For example, you have the following candidate 10 assets SHW, GOOG, AMZN, WMT, XOM, JNJ, UPS, AMT, AAPL, and NEE. What python, matlab, or R code (you pick) would you run to collect the daily returns for each asset and find the subset of 5 assets that minimizes the square root of the sum of the squares of the entries of the correlation matrix of those 5 assets' returns.

I think this is a binary integer programming problem (or maybe convex optimization since we're searching for a minimum?), please correct the following formulation if it's wrong.

Given

  1. a returns matrix $R$ where $\left(r_{ij}\right) \in \mathbb{R}^{m \times n}$ is the return for the $i$-th day and the $j$-th asset and
  2. the correlation matrix $C = \text{corr}\left( R \right)$ where $\left(c_{ij}\right) \in \mathbb{R}^{n \times n}$ is the correlation coefficient between the $i$-th and $j$-th assets

We want to find $\vec{x} \in \left\{0,1\right\}^n $ s.t.

  1. $\sum \limits_i^n x_i = k$ and
  2. $\vec{x}$ minimizes $\sqrt{\sum \limits_{i,j}^n {c'}_{ij}^{2}}$, where $\left({c'}_{ij}\right) \in \mathbb{R}^{n \times n}$ is the entry from the modified correlation matrix $C'$ for assets selected by $\vec{x}$, given by $C'= \left(\vec{x} \otimes \vec{x}\right) \odot C$.

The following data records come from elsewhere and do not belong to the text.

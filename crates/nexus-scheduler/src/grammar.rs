//! The `when` free-text grammar (SPEC_FULL.md §6, exact BNF):
//!
//! ```text
//! WHEN    := WEEKLY | DAILY | WEEKDAY | ABSOLUTE
//! WEEKLY  := "every " DAY " at " TIME
//! DAILY   := "every day at " TIME
//! WEEKDAY := "every weekday at " TIME
//! ABSOLUTE:= any string parseable as a date/time; naive -> configured TZ
//! DAY     := "monday" | "tuesday" | … | "sunday"
//! TIME    := any string parseable as a time of day
//! ```
//!
//! Matching is case-insensitive after trim. The three recurring grammars
//! are tried in order (weekly, daily, weekday); anything else falls
//! through to the absolute date/time parser. Ported from the regex cascade
//! in `examples/original_source/nexus/tools/scheduler.py::_parse_trigger`.

use chrono::{NaiveDate, NaiveDateTime, NaiveTime, TimeZone};
use chrono_tz::Tz;
use regex::Regex;
use std::sync::OnceLock;

use crate::error::{Result, SchedulerError};
use crate::schedule::Schedule;

fn weekly_re() -> &'static Regex {
    static RE: OnceLock<Regex> = OnceLock::new();
    RE.get_or_init(|| {
        Regex::new(
            r"(?i)^every\s+(monday|tuesday|wednesday|thursday|friday|saturday|sunday)\s+at\s+(.+)$",
        )
        .unwrap()
    })
}

fn daily_re() -> &'static Regex {
    static RE: OnceLock<Regex> = OnceLock::new();
    RE.get_or_init(|| Regex::new(r"(?i)^every\s+day\s+at\s+(.+)$").unwrap())
}

fn weekday_re() -> &'static Regex {
    static RE: OnceLock<Regex> = OnceLock::new();
    RE.get_or_init(|| Regex::new(r"(?i)^every\s+weekday\s+at\s+(.+)$").unwrap())
}

fn day_index(day: &str) -> u8 {
    match day.to_lowercase().as_str() {
        "monday" => 0,
        "tuesday" => 1,
        "wednesday" => 2,
        "thursday" => 3,
        "friday" => 4,
        "saturday" => 5,
        "sunday" => 6,
        _ => 0,
    }
}

/// Parse a `when` string into a [`Schedule`] per the grammar above.
pub fn parse_when(when_text: &str, tz: Tz) -> Result<Schedule> {
    let trimmed = when_text.trim();

    if let Some(caps) = weekly_re().captures(trimmed) {
        let day = day_index(&caps[1]);
        let (hour, minute) = parse_time_of_day(&caps[2])
            .ok_or_else(|| SchedulerError::InvalidWhen(when_text.to_string()))?;
        return Ok(Schedule::Weekly { day, hour, minute });
    }

    if let Some(caps) = daily_re().captures(trimmed) {
        let (hour, minute) = parse_time_of_day(&caps[1])
            .ok_or_else(|| SchedulerError::InvalidWhen(when_text.to_string()))?;
        return Ok(Schedule::Daily { hour, minute });
    }

    if let Some(caps) = weekday_re().captures(trimmed) {
        let (hour, minute) = parse_time_of_day(&caps[1])
            .ok_or_else(|| SchedulerError::InvalidWhen(when_text.to_string()))?;
        return Ok(Schedule::Weekday { hour, minute });
    }

    let at = parse_absolute(trimmed, tz)
        .ok_or_else(|| SchedulerError::InvalidWhen(when_text.to_string()))?;
    Ok(Schedule::Absolute { at })
}

/// Parse a free-text time of day like `"8:00"`, `"8:00am"`, `"8am"`, `"20:00"`.
fn parse_time_of_day(text: &str) -> Option<(u8, u8)> {
    let t = text.trim();
    for fmt in ["%H:%M", "%I:%M%p", "%I:%M %p", "%I%p", "%I %p"] {
        if let Ok(parsed) = NaiveTime::parse_from_str(&t.to_uppercase(), fmt) {
            return Some((parsed.format("%H").to_string().parse().ok()?, parsed.format("%M").to_string().parse().ok()?));
        }
    }
    None
}

/// Parse an absolute date/time string, localizing a naive result to `tz`.
/// Accepts RFC3339 and a handful of common "YYYY-MM-DD HH:MM[:SS]" shapes.
fn parse_absolute(text: &str, tz: Tz) -> Option<chrono::DateTime<chrono::Utc>> {
    if let Ok(dt) = chrono::DateTime::parse_from_rfc3339(text) {
        return Some(dt.with_timezone(&chrono::Utc));
    }
    for fmt in [
        "%Y-%m-%d %H:%M:%S",
        "%Y-%m-%d %H:%M",
        "%Y-%m-%dT%H:%M:%S",
        "%Y-%m-%dT%H:%M",
    ] {
        if let Ok(naive) = NaiveDateTime::parse_from_str(text, fmt) {
            return localize(naive, tz);
        }
    }
    if let Ok(date) = NaiveDate::parse_from_str(text, "%Y-%m-%d") {
        let naive = date.and_hms_opt(0, 0, 0)?;
        return localize(naive, tz);
    }
    None
}

fn localize(naive: NaiveDateTime, tz: Tz) -> Option<chrono::DateTime<chrono::Utc>> {
    tz.from_local_datetime(&naive)
        .single()
        .map(|dt| dt.with_timezone(&chrono::Utc))
}

#[cfg(test)]
mod tests {
    use super::*;

    #[test]
    fn parses_weekly_grammar() {
        let s = parse_when("every Monday at 8:00", chrono_tz::UTC).unwrap();
        assert_eq!(s, Schedule::Weekly { day: 0, hour: 8, minute: 0 });
    }

    #[test]
    fn parses_daily_grammar() {
        let s = parse_when("every day at 20:00", chrono_tz::UTC).unwrap();
        assert_eq!(s, Schedule::Daily { hour: 20, minute: 0 });
    }

    #[test]
    fn parses_weekday_grammar() {
        let s = parse_when("every weekday at 9:00am", chrono_tz::UTC).unwrap();
        assert_eq!(s, Schedule::Weekday { hour: 9, minute: 0 });
    }

    #[test]
    fn falls_through_to_absolute_date() {
        let s = parse_when("2026-08-01 08:00", chrono_tz::UTC).unwrap();
        assert!(matches!(s, Schedule::Absolute { .. }));
    }

    #[test]
    fn matching_is_case_insensitive_after_trim() {
        let s = parse_when("  EVERY DAY AT 8:00  ", chrono_tz::UTC).unwrap();
        assert_eq!(s, Schedule::Daily { hour: 8, minute: 0 });
    }

    #[test]
    fn invalid_when_is_rejected() {
        assert!(parse_when("not a schedule at all??", chrono_tz::UTC).is_err());
    }
}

That is to say, $C'$ is $C$ with the rows and columns of the rejected assets "zeroed-out", given by the outer product of $\vec{x}$ with itself (to get a matrix $X$ with $x_{i,j} \in \left\{0,1\right\} = 0$ when $\vec{x}_i = 0$ and $x_{i,j} = 1$ when $\vec{x}_i = 1$) Hadamard multiplied by $C$. Finally I chose the square root of the sum of the squares of the entries of $C'$ but I think any distance metric would do (like the average of the absolute values of the entries).

Thanks.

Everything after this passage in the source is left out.